### PROMPT
All lines in the records that carry the string "actual" are to be shown.

### THE INPUT
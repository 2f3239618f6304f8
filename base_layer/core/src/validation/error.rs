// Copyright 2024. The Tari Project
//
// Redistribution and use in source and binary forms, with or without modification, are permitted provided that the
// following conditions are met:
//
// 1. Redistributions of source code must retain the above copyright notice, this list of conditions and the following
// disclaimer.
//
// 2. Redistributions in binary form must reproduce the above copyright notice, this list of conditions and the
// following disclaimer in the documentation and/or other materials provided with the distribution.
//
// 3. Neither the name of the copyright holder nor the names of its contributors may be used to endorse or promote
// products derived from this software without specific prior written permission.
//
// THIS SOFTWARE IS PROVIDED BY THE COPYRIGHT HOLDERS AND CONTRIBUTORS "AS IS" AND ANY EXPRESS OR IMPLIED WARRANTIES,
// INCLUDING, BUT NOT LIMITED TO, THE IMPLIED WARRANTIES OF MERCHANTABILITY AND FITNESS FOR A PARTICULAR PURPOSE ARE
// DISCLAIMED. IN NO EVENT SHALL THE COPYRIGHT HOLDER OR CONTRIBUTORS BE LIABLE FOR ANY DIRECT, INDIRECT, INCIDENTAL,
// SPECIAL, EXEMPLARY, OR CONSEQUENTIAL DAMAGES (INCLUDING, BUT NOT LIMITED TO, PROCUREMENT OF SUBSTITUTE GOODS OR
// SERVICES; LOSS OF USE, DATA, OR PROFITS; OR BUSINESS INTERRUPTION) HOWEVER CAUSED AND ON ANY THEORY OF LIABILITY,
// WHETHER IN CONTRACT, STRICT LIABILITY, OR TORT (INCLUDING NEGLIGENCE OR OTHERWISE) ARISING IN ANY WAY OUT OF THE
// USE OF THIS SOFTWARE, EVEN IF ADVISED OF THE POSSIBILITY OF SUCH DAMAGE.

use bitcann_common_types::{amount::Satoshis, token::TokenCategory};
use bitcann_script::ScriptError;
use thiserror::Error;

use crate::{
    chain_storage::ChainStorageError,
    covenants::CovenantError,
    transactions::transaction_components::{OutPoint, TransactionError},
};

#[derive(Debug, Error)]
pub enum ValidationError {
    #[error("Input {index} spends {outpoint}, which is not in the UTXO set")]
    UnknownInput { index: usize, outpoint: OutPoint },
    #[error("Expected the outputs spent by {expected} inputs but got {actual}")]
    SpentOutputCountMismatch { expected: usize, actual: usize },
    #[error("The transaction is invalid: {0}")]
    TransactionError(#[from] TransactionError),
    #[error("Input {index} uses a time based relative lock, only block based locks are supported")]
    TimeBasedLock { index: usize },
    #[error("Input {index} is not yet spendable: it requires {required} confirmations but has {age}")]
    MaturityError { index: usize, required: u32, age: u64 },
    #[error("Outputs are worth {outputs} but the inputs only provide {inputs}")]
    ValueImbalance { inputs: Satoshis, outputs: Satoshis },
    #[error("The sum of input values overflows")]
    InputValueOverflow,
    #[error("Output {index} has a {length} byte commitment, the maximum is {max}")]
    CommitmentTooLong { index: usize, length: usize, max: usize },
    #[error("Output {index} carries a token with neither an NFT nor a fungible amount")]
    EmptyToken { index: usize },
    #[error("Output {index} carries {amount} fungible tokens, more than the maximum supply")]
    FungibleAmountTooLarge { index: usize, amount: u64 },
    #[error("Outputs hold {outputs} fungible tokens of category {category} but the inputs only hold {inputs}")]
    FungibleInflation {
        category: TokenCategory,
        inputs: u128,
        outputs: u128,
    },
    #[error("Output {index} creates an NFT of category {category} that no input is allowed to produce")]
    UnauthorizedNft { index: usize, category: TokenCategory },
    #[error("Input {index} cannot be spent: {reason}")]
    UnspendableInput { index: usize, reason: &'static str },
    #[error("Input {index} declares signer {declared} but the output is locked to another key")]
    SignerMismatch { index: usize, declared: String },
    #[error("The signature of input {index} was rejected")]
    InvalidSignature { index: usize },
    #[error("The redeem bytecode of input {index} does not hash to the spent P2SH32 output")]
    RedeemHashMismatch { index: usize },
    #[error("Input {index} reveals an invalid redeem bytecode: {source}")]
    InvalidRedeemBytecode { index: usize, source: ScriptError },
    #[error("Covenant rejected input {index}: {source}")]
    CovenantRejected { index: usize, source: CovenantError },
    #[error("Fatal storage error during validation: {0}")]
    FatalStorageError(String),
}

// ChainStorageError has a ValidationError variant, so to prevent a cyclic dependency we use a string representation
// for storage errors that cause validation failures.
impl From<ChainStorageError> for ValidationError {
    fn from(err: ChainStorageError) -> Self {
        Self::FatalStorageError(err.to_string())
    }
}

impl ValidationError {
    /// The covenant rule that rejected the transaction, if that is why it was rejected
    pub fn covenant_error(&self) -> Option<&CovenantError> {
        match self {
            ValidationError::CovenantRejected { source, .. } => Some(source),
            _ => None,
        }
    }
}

--

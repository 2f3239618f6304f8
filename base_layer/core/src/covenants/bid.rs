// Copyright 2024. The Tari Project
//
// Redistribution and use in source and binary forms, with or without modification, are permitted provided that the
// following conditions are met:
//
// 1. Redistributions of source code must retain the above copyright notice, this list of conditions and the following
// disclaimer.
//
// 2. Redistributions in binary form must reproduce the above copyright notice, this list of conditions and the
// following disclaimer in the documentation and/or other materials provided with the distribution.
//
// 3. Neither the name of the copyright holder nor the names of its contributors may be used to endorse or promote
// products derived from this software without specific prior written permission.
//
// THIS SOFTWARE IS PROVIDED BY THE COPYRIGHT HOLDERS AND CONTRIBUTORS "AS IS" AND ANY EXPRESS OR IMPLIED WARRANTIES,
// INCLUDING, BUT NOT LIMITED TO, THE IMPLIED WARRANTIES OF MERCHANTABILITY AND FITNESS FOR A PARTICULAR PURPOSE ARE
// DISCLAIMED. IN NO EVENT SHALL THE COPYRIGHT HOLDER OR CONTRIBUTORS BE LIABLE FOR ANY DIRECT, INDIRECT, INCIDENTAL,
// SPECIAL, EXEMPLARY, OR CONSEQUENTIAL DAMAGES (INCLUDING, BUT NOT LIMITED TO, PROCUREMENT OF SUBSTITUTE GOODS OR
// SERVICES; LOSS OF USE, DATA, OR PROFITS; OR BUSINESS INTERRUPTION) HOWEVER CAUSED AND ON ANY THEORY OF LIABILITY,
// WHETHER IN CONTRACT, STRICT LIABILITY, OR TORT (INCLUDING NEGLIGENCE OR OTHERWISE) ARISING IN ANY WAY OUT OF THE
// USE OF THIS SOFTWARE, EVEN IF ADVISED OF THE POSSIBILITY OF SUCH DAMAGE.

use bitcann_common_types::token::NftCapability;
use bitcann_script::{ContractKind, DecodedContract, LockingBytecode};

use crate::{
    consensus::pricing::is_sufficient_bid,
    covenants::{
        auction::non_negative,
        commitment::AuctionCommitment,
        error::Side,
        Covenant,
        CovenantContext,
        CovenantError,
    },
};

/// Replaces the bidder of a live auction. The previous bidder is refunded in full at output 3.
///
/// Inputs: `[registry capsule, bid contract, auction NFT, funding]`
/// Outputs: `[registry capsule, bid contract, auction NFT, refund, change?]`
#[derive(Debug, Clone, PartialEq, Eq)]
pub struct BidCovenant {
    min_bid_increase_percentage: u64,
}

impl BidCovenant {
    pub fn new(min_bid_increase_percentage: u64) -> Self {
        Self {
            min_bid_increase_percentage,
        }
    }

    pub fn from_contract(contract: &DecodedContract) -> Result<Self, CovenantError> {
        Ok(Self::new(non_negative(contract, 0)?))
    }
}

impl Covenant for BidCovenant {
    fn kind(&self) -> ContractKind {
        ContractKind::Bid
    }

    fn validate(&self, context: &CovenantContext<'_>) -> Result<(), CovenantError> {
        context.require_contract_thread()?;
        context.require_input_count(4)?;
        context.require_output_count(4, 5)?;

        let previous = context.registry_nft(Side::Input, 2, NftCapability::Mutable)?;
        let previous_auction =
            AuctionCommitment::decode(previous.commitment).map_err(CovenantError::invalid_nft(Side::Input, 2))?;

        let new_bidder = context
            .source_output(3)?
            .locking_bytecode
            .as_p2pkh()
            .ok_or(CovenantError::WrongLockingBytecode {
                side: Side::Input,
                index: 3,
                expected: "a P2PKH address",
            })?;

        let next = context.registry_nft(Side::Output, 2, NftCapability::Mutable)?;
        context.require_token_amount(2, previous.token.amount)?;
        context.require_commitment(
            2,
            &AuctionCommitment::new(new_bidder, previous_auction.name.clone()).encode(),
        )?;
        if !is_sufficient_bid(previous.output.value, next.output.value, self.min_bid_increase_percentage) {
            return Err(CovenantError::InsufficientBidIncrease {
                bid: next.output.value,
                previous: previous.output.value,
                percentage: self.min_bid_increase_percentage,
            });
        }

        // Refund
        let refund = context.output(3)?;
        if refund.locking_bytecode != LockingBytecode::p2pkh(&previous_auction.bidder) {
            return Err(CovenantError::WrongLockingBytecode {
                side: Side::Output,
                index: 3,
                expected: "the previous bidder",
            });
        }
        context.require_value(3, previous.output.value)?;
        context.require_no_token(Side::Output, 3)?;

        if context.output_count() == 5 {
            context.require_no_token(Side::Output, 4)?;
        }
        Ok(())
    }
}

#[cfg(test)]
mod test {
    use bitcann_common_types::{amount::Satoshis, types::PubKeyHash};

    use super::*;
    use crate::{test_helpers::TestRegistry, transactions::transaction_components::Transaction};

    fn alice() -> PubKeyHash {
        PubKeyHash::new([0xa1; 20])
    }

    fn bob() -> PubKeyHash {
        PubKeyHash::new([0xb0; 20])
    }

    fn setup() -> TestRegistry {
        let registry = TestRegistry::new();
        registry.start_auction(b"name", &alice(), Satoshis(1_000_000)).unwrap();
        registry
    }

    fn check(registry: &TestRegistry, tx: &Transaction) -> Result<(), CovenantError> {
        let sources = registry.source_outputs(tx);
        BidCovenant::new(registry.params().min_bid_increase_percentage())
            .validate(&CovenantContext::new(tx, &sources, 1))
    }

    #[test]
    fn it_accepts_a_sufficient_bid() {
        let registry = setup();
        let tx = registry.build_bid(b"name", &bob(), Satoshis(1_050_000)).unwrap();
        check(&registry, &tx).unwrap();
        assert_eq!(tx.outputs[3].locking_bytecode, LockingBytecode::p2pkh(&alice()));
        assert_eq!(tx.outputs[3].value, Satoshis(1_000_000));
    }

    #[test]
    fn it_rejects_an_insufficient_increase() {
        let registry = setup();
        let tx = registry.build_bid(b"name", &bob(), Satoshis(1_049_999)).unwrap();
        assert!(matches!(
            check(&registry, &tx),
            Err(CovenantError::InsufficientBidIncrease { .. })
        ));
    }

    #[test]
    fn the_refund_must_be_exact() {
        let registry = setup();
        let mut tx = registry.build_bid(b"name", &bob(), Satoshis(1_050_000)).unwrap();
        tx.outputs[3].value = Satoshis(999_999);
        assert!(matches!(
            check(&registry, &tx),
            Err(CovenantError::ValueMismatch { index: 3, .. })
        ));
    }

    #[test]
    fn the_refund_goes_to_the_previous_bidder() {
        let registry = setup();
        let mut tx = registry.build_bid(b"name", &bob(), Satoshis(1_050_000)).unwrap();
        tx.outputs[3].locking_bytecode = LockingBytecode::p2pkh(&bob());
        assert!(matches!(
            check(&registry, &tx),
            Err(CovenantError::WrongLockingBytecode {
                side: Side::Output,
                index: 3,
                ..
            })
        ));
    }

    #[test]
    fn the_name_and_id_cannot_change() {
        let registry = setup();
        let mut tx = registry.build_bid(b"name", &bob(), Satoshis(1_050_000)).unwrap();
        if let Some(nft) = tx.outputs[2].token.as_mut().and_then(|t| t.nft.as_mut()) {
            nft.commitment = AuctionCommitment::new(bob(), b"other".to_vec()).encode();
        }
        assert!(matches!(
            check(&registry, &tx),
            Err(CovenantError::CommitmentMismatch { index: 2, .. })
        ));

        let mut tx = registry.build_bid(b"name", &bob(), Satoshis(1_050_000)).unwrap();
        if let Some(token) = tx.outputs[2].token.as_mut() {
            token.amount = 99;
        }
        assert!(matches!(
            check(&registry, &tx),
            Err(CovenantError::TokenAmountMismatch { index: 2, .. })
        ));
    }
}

* * *

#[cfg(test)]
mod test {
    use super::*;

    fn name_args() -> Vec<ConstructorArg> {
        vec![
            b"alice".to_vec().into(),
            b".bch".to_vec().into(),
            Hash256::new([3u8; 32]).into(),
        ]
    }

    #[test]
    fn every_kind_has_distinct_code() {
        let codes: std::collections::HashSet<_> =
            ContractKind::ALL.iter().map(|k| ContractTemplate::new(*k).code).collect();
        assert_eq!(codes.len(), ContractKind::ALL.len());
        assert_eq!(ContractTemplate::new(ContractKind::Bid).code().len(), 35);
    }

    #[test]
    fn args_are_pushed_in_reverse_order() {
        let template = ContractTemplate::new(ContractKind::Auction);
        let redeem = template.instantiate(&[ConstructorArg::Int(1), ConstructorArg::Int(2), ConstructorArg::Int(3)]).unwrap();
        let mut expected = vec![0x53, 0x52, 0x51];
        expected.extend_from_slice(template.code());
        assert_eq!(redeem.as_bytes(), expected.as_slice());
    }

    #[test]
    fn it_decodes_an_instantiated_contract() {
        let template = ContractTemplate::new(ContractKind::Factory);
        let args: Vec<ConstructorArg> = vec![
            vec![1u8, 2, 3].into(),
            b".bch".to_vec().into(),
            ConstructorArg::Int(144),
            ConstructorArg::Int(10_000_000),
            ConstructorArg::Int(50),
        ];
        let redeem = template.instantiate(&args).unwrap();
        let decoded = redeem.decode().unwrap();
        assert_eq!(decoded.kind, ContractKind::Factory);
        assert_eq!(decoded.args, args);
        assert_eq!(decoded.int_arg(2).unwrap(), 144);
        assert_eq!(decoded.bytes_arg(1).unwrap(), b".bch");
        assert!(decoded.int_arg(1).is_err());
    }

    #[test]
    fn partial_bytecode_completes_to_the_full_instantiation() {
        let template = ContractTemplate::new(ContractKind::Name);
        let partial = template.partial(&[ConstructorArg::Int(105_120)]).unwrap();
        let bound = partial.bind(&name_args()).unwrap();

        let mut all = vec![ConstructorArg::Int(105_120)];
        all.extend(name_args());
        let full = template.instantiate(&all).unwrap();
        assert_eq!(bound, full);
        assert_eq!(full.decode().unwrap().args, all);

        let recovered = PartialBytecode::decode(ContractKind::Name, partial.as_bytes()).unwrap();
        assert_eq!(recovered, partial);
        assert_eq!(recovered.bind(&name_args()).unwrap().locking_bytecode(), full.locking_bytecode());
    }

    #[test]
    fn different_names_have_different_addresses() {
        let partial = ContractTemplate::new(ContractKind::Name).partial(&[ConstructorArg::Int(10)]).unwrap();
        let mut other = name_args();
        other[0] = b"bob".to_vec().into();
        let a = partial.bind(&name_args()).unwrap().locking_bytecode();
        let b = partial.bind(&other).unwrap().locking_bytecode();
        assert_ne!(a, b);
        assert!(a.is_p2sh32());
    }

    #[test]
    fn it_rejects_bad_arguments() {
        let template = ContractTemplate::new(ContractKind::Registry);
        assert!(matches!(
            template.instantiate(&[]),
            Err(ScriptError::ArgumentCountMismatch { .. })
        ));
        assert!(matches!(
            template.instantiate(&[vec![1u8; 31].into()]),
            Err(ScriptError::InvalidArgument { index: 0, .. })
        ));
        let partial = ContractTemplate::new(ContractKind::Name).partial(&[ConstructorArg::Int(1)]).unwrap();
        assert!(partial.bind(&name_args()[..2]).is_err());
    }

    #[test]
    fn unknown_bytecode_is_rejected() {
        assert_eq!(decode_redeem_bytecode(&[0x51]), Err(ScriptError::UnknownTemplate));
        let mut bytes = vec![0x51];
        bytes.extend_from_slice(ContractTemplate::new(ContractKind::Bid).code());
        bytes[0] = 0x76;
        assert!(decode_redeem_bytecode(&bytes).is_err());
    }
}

### FINISHED TASK
    #[error("Expected the outputs spent by {expected} inputs but got {actual}")]
    SpentOutputCountMismatch { expected: usize, actual: usize },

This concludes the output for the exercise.